§ **Assignment**: Write the data out again, matching every line exactly.

++++ Data for processing

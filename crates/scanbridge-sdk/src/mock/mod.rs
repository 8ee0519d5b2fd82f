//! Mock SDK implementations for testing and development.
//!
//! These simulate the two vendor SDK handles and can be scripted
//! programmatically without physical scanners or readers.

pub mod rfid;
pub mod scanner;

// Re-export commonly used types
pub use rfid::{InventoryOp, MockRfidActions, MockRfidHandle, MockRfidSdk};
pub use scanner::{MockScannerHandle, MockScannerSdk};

++++++++

§ **Reply to the task**:
filename crates/scanbridge-sdk/src/mock/mod.rs
repository 8ee0519d5b2fd82f
//! Mock SDK implementations for testing and development.
//!
//! These simulate the two vendor SDK handles and can be scripted
//! programmatically without physical scanners or readers.

pub mod rfid;
pub mod scanner;

// Re-export commonly used types
pub use rfid::{InventoryOp, MockRfidActions, MockRfidHandle, MockRfidSdk};
pub use scanner::{MockScannerHandle, MockScannerSdk};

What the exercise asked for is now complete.